What needs to be done - Could you write out the lines below exactly, beginning with the first and finishing with the one that contains "fn execute_at<C: NvmController"?

Data records -
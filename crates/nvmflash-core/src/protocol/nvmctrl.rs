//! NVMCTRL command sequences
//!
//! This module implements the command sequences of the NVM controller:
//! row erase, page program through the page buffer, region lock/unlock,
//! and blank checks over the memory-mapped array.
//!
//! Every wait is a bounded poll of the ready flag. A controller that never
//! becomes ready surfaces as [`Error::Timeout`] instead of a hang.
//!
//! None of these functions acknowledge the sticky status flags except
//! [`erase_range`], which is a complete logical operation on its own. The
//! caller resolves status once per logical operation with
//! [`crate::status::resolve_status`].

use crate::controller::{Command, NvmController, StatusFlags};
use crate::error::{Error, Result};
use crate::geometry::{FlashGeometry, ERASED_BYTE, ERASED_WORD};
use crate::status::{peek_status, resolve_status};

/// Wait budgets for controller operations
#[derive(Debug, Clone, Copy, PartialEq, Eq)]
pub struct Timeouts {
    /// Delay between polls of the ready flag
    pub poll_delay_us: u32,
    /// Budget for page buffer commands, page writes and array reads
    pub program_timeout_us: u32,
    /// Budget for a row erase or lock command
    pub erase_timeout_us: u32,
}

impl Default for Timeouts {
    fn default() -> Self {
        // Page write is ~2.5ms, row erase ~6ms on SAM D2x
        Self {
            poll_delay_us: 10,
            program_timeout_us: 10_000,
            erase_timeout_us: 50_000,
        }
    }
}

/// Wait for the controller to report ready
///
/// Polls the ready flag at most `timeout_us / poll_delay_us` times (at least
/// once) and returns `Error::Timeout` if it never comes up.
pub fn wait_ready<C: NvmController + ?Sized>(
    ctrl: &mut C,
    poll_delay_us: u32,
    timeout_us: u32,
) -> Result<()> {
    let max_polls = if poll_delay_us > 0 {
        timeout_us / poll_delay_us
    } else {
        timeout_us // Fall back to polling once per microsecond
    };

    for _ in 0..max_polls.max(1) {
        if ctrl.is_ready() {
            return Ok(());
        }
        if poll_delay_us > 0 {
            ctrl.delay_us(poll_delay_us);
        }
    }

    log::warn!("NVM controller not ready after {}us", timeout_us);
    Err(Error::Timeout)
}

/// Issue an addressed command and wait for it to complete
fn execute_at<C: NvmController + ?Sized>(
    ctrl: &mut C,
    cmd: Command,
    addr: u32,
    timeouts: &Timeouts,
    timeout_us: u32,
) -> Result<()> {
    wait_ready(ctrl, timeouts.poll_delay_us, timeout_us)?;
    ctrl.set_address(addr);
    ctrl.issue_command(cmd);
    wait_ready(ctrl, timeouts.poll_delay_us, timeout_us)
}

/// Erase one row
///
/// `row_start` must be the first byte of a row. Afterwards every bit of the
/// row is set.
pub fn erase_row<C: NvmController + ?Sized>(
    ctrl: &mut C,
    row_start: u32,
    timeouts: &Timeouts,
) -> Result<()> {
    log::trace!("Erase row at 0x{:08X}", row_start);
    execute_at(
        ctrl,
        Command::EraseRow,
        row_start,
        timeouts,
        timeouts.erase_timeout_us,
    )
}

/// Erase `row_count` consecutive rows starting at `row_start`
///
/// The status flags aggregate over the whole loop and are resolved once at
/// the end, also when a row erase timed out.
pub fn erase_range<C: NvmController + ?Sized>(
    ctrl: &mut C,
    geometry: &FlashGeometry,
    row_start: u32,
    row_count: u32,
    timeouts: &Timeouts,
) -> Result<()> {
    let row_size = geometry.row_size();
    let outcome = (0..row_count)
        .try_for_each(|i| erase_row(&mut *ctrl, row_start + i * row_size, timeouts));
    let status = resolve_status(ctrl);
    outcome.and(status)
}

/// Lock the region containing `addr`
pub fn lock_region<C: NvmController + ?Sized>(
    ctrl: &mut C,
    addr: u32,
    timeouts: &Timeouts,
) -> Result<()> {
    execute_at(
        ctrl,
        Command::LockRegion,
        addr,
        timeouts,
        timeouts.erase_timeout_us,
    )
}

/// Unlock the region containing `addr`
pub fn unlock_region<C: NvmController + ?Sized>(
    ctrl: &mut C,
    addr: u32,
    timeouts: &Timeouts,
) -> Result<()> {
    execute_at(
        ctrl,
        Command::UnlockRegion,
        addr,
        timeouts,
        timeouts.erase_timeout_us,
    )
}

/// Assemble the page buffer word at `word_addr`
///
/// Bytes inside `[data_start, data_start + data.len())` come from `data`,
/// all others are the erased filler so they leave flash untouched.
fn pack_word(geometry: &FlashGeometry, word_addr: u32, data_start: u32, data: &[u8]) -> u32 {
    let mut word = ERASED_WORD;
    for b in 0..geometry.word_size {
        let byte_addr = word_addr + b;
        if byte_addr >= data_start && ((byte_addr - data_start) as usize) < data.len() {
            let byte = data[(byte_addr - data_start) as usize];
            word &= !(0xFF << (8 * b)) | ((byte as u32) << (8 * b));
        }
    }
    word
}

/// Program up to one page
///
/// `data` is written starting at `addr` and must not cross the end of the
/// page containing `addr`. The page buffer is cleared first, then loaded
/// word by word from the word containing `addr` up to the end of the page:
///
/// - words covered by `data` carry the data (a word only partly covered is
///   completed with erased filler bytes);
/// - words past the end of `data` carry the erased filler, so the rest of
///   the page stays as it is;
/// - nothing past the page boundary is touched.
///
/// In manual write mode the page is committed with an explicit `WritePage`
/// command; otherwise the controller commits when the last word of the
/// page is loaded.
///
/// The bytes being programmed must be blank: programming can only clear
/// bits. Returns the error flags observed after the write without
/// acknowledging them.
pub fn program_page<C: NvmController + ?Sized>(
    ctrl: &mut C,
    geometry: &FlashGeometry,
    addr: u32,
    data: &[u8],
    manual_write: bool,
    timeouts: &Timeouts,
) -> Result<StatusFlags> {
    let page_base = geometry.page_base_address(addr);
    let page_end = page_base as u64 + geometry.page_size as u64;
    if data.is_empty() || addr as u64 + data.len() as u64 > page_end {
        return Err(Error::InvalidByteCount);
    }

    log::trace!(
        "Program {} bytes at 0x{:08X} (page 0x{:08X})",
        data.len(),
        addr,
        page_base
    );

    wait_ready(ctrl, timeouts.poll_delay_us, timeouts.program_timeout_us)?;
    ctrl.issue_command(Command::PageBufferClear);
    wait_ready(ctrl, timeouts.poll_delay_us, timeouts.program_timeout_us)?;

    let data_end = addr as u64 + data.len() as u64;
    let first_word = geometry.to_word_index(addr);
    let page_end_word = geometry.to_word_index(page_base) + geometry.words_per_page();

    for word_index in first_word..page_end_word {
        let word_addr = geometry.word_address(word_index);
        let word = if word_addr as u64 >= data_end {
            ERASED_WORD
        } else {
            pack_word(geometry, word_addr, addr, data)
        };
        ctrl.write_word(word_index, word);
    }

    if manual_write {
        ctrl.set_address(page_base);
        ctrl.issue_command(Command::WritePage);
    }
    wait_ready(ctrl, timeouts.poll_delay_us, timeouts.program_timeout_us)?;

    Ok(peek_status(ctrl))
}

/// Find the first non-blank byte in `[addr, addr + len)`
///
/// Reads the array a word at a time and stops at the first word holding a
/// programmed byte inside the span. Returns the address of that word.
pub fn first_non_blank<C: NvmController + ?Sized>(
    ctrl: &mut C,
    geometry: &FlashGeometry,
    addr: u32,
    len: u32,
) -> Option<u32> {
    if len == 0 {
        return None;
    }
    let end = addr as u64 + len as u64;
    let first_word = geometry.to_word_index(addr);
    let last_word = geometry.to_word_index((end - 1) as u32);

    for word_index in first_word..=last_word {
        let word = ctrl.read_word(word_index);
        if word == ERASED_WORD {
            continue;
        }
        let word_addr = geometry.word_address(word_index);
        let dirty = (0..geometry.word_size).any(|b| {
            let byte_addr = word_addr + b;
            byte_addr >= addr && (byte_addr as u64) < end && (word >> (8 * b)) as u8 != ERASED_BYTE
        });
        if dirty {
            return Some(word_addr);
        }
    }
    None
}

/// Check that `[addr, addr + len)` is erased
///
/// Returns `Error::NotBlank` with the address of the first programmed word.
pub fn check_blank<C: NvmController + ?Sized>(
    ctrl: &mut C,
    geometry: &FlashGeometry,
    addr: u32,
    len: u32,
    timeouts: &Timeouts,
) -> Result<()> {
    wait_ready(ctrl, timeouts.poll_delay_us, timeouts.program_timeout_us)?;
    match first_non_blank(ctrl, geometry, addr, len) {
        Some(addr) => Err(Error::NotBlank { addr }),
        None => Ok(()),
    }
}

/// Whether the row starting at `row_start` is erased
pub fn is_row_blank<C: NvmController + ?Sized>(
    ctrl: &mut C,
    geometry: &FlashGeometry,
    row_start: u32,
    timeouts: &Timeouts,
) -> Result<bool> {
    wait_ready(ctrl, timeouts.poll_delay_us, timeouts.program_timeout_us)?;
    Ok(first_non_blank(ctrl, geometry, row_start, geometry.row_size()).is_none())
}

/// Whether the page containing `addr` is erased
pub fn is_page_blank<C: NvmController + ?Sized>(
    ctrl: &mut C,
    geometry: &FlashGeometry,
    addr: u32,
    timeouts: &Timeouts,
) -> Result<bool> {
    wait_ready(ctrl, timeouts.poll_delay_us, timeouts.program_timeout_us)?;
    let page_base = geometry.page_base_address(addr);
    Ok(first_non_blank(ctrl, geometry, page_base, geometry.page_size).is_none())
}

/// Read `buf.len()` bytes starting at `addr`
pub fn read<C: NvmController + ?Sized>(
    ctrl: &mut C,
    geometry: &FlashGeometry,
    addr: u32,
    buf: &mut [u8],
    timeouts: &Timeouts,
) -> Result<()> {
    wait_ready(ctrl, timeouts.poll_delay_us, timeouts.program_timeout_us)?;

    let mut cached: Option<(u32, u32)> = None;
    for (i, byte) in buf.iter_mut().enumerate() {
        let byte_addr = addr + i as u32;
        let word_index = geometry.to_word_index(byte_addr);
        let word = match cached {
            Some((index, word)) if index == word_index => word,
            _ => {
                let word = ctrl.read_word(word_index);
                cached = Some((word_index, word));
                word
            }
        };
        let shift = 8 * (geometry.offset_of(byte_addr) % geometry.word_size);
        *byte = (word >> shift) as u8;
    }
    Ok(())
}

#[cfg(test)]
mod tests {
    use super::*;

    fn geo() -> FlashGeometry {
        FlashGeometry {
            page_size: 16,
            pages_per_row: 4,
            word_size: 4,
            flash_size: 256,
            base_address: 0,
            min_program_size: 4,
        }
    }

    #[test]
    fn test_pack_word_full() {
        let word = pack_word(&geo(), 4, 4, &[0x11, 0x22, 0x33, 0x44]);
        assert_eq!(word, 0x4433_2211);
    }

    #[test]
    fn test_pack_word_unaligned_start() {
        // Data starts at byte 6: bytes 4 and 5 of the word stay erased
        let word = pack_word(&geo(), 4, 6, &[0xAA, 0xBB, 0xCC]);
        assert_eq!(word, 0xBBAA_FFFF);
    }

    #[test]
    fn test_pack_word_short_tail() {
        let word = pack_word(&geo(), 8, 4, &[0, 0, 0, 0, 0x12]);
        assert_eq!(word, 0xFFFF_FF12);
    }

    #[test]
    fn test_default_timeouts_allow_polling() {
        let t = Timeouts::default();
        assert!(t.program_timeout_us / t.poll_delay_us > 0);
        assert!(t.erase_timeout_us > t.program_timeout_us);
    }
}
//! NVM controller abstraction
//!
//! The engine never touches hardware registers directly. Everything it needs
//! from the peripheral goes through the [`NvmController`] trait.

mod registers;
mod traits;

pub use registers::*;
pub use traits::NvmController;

Task answer -
filename crates/nvmflash-core/src/protocol/nvmctrl.rs
//! NVMCTRL command sequences
//!
//! This module implements the command sequences of the NVM controller:
//! row erase, page program through the page buffer, region lock/unlock,
//! and blank checks over the memory-mapped array.
//!
//! Every wait is a bounded poll of the ready flag. A controller that never
//! becomes ready surfaces as [`Error::Timeout`] instead of a hang.
//!
//! None of these functions acknowledge the sticky status flags except
//! [`erase_range`], which is a complete logical operation on its own. The
//! caller resolves status once per logical operation with
//! [`crate::status::resolve_status`].

use crate::controller::{Command, NvmController, StatusFlags};
use crate::error::{Error, Result};
use crate::geometry::{FlashGeometry, ERASED_BYTE, ERASED_WORD};
use crate::status::{peek_status, resolve_status};

/// Wait budgets for controller operations
#[derive(Debug, Clone, Copy, PartialEq, Eq)]
pub struct Timeouts {
    /// Delay between polls of the ready flag
    pub poll_delay_us: u32,
    /// Budget for page buffer commands, page writes and array reads
    pub program_timeout_us: u32,
    /// Budget for a row erase or lock command
    pub erase_timeout_us: u32,
}

impl Default for Timeouts {
    fn default() -> Self {
        // Page write is ~2.5ms, row erase ~6ms on SAM D2x
        Self {
            poll_delay_us: 10,
            program_timeout_us: 10_000,
            erase_timeout_us: 50_000,
        }
    }
}

/// Wait for the controller to report ready
///
/// Polls the ready flag at most `timeout_us / poll_delay_us` times (at least
/// once) and returns `Error::Timeout` if it never comes up.
pub fn wait_ready<C: NvmController + ?Sized>(
    ctrl: &mut C,
    poll_delay_us: u32,
    timeout_us: u32,
) -> Result<()> {
    let max_polls = if poll_delay_us > 0 {
        timeout_us / poll_delay_us
    } else {
        timeout_us // Fall back to polling once per microsecond
    };

    for _ in 0..max_polls.max(1) {
        if ctrl.is_ready() {
            return Ok(());
        }
        if poll_delay_us > 0 {
            ctrl.delay_us(poll_delay_us);
        }
    }

    log::warn!("NVM controller not ready after {}us", timeout_us);
    Err(Error::Timeout)
}

/// Issue an addressed command and wait for it to complete
fn execute_at<C: NvmController + ?Sized>(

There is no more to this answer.